Read through the entries below and copy each line where "kind" turns up.

(Stored data entries)
++++++++

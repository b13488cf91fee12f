use crate::config::AppConfig;
use crate::state::AppState;
use crate::submissions;
use axum::{routing::get, Json, Router};
use serde_json::json;
use std::net::SocketAddr;
use tower_http::{cors::CorsLayer, trace::TraceLayer};

pub fn build_app(state: AppState) -> Router {
    Router::new()
        .nest(
            "/api",
            Router::new()
                .merge(submissions::router())
                .route("/health", get(|| async { Json(json!({ "ok": true })) })),
        )
        .with_state(state)
        .layer(CorsLayer::permissive())
        .layer(
            TraceLayer::new_for_http()
                .make_span_with(|req: &axum::http::Request<_>| {
                    let method = req.method().clone();
                    let uri = req.uri().clone();
                    tracing::info_span!("http_request", %method, uri = %uri, status = tracing::field::Empty)
                })
                .on_response(
                    |res: &axum::http::Response<_>,
                     _latency: std::time::Duration,
                     span: &tracing::Span| {
                        let status = res.status();
                        span.record("status", tracing::field::display(status));
                        if status.is_server_error() {
                            tracing::error!(%status, "response");
                        } else {
                            tracing::info!(%status, "response");
                        }
                    },
                ),
        )
}

pub async fn serve(app: Router, config: &AppConfig) -> anyhow::Result<()> {
    let addr: SocketAddr = format!("{}:{}", config.host, config.port).parse()?;

    tracing::info!("listening on {}", addr);
    let listener = tokio::net::TcpListener::bind(addr).await?;
    axum::serve(listener, app).await?;
    Ok(())
}

#[cfg(test)]
mod tests {
    use super::*;

    // Duplicate or conflicting route registrations panic inside axum's
    // Router; building the full app catches that early.
    #[tokio::test]
    async fn router_builds_with_every_route() {
        let _app = build_app(AppState::fake().await);
    }
}
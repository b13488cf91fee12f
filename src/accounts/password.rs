use argon2::{
    password_hash::{PasswordHash, PasswordHasher, PasswordVerifier, SaltString},
    Argon2,
};
use rand::rngs::OsRng;
use tracing::warn;

use crate::error::{Error, Result};

/// Hashes a password with Argon2id and a fresh random salt, producing a PHC
/// string for the `password` column.
pub fn hash(plain: &str) -> Result<String> {
    let salt = SaltString::generate(&mut OsRng);
    let hash = Argon2::default()
        .hash_password(plain.as_bytes(), &salt)
        .map_err(|e| Error::PasswordHash(e.to_string()))?
        .to_string();
    Ok(hash)
}

/// Checks a password against a stored PHC string. A stored value that does
/// not parse counts as a failed match, so login degrades instead of erroring
/// on legacy or damaged rows.
pub fn verify(plain: &str, stored: &str) -> bool {
    let parsed = match PasswordHash::new(stored) {
        Ok(parsed) => parsed,
        Err(e) => {
            warn!(error = %e, "stored password is not a valid phc string");
            return false;
        }
    };
    Argon2::default()
        .verify_password(plain.as_bytes(), &parsed)
        .is_ok()
}

#[cfg(test)]
mod tests {
    use super::*;

    #[test]
    fn hash_and_verify_roundtrip() {
        let hash = hash("secret1").expect("hashing should succeed");
        assert!(verify("secret1", &hash));
    }

    #[test]
    fn verify_rejects_wrong_password() {
        let hash = hash("correct-horse-battery-staple").expect("hashing should succeed");
        assert!(!verify("wrong-password", &hash));
    }

    #[test]
    fn verify_treats_malformed_hash_as_mismatch() {
        assert!(!verify("anything", "not-a-valid-hash"));
    }

    #[test]
    fn hashes_are_salted() {
        let a = hash("secret1").unwrap();
        let b = hash("secret1").unwrap();
        assert_ne!(a, b);
    }
}
use alara::{app, state};

#[tokio::main]
async fn main() -> anyhow::Result<()> {
    dotenvy::dotenv().ok();

    let env_filter = std::env::var("RUST_LOG")
        .unwrap_or_else(|_| "alara=debug,axum=info,tower_http=info".to_string());
    let json_logs = std::env::var("LOG_FORMAT")
        .map(|v| v == "json")
        .unwrap_or(false);

    if json_logs {
        tracing_subscriber::fmt()
            .with_env_filter(env_filter)
            .with_target(false)
            .json()
            .init();
    } else {
        tracing_subscriber::fmt().with_env_filter(env_filter).init();
    }

    let app_state = state::AppState::init().await?;
    let config = app_state.config.clone();
    let app = app::build_app(app_state);
    app::serve(app, &config).await
}
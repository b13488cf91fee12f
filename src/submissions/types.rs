use serde::{Deserialize, Serialize};
use time::OffsetDateTime;

use crate::db::{now_stamp, parse_stamp};
use crate::error::{Error, Result};

/// Top-recommendation title stored when the recommendation list is empty.
pub const DEFAULT_TOP_MAJOR: &str = "unspecified";

/// How the student prefers to work.
#[derive(Debug, Clone, Copy, Default, PartialEq, Eq, Serialize, Deserialize)]
#[serde(rename_all = "lowercase")]
pub enum WorkPreference {
    Team,
    Solo,
    Mixed,
    #[default]
    #[serde(rename = "")]
    Unspecified,
}

impl WorkPreference {
    pub fn as_str(self) -> &'static str {
        match self {
            WorkPreference::Team => "team",
            WorkPreference::Solo => "solo",
            WorkPreference::Mixed => "mixed",
            WorkPreference::Unspecified => "",
        }
    }

    pub fn parse(s: &str) -> Result<Self> {
        match s {
            "team" => Ok(WorkPreference::Team),
            "solo" => Ok(WorkPreference::Solo),
            "mixed" => Ok(WorkPreference::Mixed),
            "" => Ok(WorkPreference::Unspecified),
            other => Err(Error::Decode(format!("unknown work preference {other:?}"))),
        }
    }
}

/// Where the student prefers to work.
#[derive(Debug, Clone, Copy, Default, PartialEq, Eq, Serialize, Deserialize)]
#[serde(rename_all = "lowercase")]
pub enum EnvironmentPreference {
    Office,
    Field,
    Remote,
    Lab,
    #[default]
    #[serde(rename = "")]
    Unspecified,
}

impl EnvironmentPreference {
    pub fn as_str(self) -> &'static str {
        match self {
            EnvironmentPreference::Office => "office",
            EnvironmentPreference::Field => "field",
            EnvironmentPreference::Remote => "remote",
            EnvironmentPreference::Lab => "lab",
            EnvironmentPreference::Unspecified => "",
        }
    }

    pub fn parse(s: &str) -> Result<Self> {
        match s {
            "office" => Ok(EnvironmentPreference::Office),
            "field" => Ok(EnvironmentPreference::Field),
            "remote" => Ok(EnvironmentPreference::Remote),
            "lab" => Ok(EnvironmentPreference::Lab),
            "" => Ok(EnvironmentPreference::Unspecified),
            other => Err(Error::Decode(format!(
                "unknown environment preference {other:?}"
            ))),
        }
    }
}

/// Everything the assessment wizard collects about one student.
#[derive(Debug, Clone, PartialEq, Serialize, Deserialize)]
#[serde(rename_all = "camelCase")]
pub struct StudentProfile {
    pub name: String,
    pub email: String,
    pub phone: String,
    pub school_name: String,
    pub address: String,
    pub academic_strengths: Vec<String>,
    pub interests: Vec<String>,
    pub soft_skills: Vec<String>,
    pub work_preference: WorkPreference,
    pub environment_preference: EnvironmentPreference,
}

/// One recommendation record from the AI endpoint; consumed as-is, never
/// produced here. Only `title` and `match_score` influence persistence.
#[derive(Debug, Clone, PartialEq, Serialize, Deserialize)]
#[serde(rename_all = "camelCase")]
pub struct MajorRecommendation {
    pub id: String,
    pub title: String,
    pub match_score: i64, // 0-100
    pub description: String,
    pub reasoning: String,
    pub career_paths: Vec<String>,
    pub required_skills: Vec<String>,
    pub curriculum_highlights: Vec<String>,
    #[serde(default, skip_serializing_if = "Option::is_none")]
    pub top_universities: Option<Vec<UniversityRecommendation>>,
}

#[derive(Debug, Clone, PartialEq, Serialize, Deserialize)]
#[serde(rename_all = "camelCase")]
pub struct UniversityRecommendation {
    pub name: String,
    pub location: String,
    #[serde(rename = "type")]
    pub kind: String, // public or private institution
}

/// One stored assessment with its top recommendation summary.
#[derive(Debug, Clone, PartialEq)]
pub struct Submission {
    pub id: String,
    pub account_id: Option<String>, // anonymous submissions allowed
    pub created_at: OffsetDateTime,
    pub profile: StudentProfile,
    pub top_major: String,
    pub match_score: i64,
}

/// Flat mirror of one `submissions` table row; also the HTTP wire format of
/// the centralized service. List fields ride as JSON-encoded text.
#[derive(Debug, Clone, PartialEq, Serialize, Deserialize)]
pub struct SubmissionRow {
    pub id: String,
    pub account_id: Option<String>,
    pub created_at: String,
    pub student_name: String,
    pub email: String,
    pub phone: String,
    pub school_name: String,
    pub address: String,
    pub academic_strengths: String,
    pub interests: String,
    pub soft_skills: String,
    pub work_preference: String,
    pub env_preference: String,
    pub top_major: String,
    pub match_score: i64,
}

impl SubmissionRow {
    /// Builds the row for one completed assessment: stamps id and creation
    /// time, JSON-encodes the list fields and summarizes the first
    /// recommendation (or the defaults when there is none).
    pub fn build(
        account_id: Option<String>,
        profile: &StudentProfile,
        recommendations: &[MajorRecommendation],
    ) -> Result<Self> {
        let top = recommendations.first();
        Ok(Self {
            id: next_submission_id(),
            account_id,
            created_at: now_stamp()?,
            student_name: profile.name.clone(),
            email: profile.email.clone(),
            phone: profile.phone.clone(),
            school_name: profile.school_name.clone(),
            address: profile.address.clone(),
            academic_strengths: encode_list(&profile.academic_strengths)?,
            interests: encode_list(&profile.interests)?,
            soft_skills: encode_list(&profile.soft_skills)?,
            work_preference: profile.work_preference.as_str().to_owned(),
            env_preference: profile.environment_preference.as_str().to_owned(),
            top_major: top
                .map(|r| r.title.clone())
                .unwrap_or_else(|| DEFAULT_TOP_MAJOR.to_owned()),
            match_score: top.map(|r| r.match_score).unwrap_or(0),
        })
    }

    /// Decodes the flat row into the typed record; the only place loose row
    /// data turns into domain types.
    pub fn decode(self) -> Result<Submission> {
        let profile = StudentProfile {
            name: self.student_name,
            email: self.email,
            phone: self.phone,
            school_name: self.school_name,
            address: self.address,
            academic_strengths: decode_list(&self.academic_strengths)?,
            interests: decode_list(&self.interests)?,
            soft_skills: decode_list(&self.soft_skills)?,
            work_preference: WorkPreference::parse(&self.work_preference)?,
            environment_preference: EnvironmentPreference::parse(&self.env_preference)?,
        };
        Ok(Submission {
            id: self.id,
            account_id: self.account_id,
            created_at: parse_stamp(&self.created_at)?,
            profile,
            top_major: self.top_major,
            match_score: self.match_score,
        })
    }
}

/// Serializes a list field for its TEXT column.
pub fn encode_list(items: &[String]) -> Result<String> {
    Ok(serde_json::to_string(items)?)
}

/// Inverse of `encode_list`; order and content survive unchanged.
pub fn decode_list(text: &str) -> Result<Vec<String>> {
    Ok(serde_json::from_str(text)?)
}

/// Opaque, time-derived submission id: the UTC nanosecond timestamp in
/// decimal. Nanosecond resolution keeps same-millisecond submissions from
/// colliding.
fn next_submission_id() -> String {
    OffsetDateTime::now_utc().unix_timestamp_nanos().to_string()
}

#[cfg(test)]
pub(crate) fn sample_profile() -> StudentProfile {
    StudentProfile {
        name: "Layla".into(),
        email: "layla@x.com".into(),
        phone: "0501112222".into(),
        school_name: "Al Noor High".into(),
        address: "Riyadh".into(),
        academic_strengths: vec!["math".into(), "physics".into()],
        interests: vec!["robotics".into()],
        soft_skills: vec!["communication".into(), "teamwork".into()],
        work_preference: WorkPreference::Team,
        environment_preference: EnvironmentPreference::Lab,
    }
}

#[cfg(test)]
pub(crate) fn sample_recommendation(title: &str, score: i64) -> MajorRecommendation {
    MajorRecommendation {
        id: "rec-1".into(),
        title: title.into(),
        match_score: score,
        description: "desc".into(),
        reasoning: "because".into(),
        career_paths: vec!["engineer".into()],
        required_skills: vec!["calculus".into()],
        curriculum_highlights: vec!["control theory".into()],
        top_universities: None,
    }
}

#[cfg(test)]
mod tests {
    use super::*;

    #[test]
    fn list_fields_round_trip() {
        let lists = [
            vec!["a".to_owned(), "b".to_owned(), "c".to_owned()],
            vec!["one, with comma".to_owned()],
            vec![],
        ];
        for list in lists {
            let encoded = encode_list(&list).unwrap();
            assert_eq!(decode_list(&encoded).unwrap(), list);
        }
    }

    #[test]
    fn preference_parsing_covers_all_values() {
        for p in [
            WorkPreference::Team,
            WorkPreference::Solo,
            WorkPreference::Mixed,
            WorkPreference::Unspecified,
        ] {
            assert_eq!(WorkPreference::parse(p.as_str()).unwrap(), p);
        }
        for p in [
            EnvironmentPreference::Office,
            EnvironmentPreference::Field,
            EnvironmentPreference::Remote,
            EnvironmentPreference::Lab,
            EnvironmentPreference::Unspecified,
        ] {
            assert_eq!(EnvironmentPreference::parse(p.as_str()).unwrap(), p);
        }
        assert!(WorkPreference::parse("hybrid").is_err());
        assert!(EnvironmentPreference::parse("spaceship").is_err());
    }

    #[test]
    fn build_summarizes_first_recommendation() {
        let profile = sample_profile();
        let recs = vec![
            sample_recommendation("Mechatronics", 92),
            sample_recommendation("Physics", 80),
        ];
        let row = SubmissionRow::build(Some("a1".into()), &profile, &recs).unwrap();
        assert_eq!(row.top_major, "Mechatronics");
        assert_eq!(row.match_score, 92);

        let decoded = row.decode().unwrap();
        assert_eq!(decoded.profile, profile);
        assert_eq!(decoded.account_id.as_deref(), Some("a1"));
    }

    #[test]
    fn build_defaults_without_recommendations() {
        let row = SubmissionRow::build(None, &sample_profile(), &[]).unwrap();
        assert_eq!(row.top_major, DEFAULT_TOP_MAJOR);
        assert_eq!(row.match_score, 0);
        assert!(row.account_id.is_none());
    }

    #[test]
    fn profile_json_uses_wizard_field_names() {
        let json = serde_json::to_value(sample_profile()).unwrap();
        assert!(json.get("schoolName").is_some());
        assert!(json.get("academicStrengths").is_some());
        assert_eq!(json["workPreference"], "team");
        assert_eq!(json["environmentPreference"], "lab");
    }

    #[test]
    fn university_entries_use_the_wire_type_key() {
        let uni = UniversityRecommendation {
            name: "KFUPM".into(),
            location: "Dhahran".into(),
            kind: "public".into(),
        };
        let json = serde_json::to_value(&uni).unwrap();
        assert_eq!(json["location"], "Dhahran");
        assert_eq!(json["type"], "public");

        let back: UniversityRecommendation = serde_json::from_value(json).unwrap();
        assert_eq!(back, uni);
    }

    #[test]
    fn unspecified_preferences_serialize_empty() {
        let mut profile = sample_profile();
        profile.work_preference = WorkPreference::Unspecified;
        let json = serde_json::to_value(&profile).unwrap();
        assert_eq!(json["workPreference"], "");
    }
}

++++++++

* Response area:
    pub kind: String, // public or private institution
            kind: "public".into(),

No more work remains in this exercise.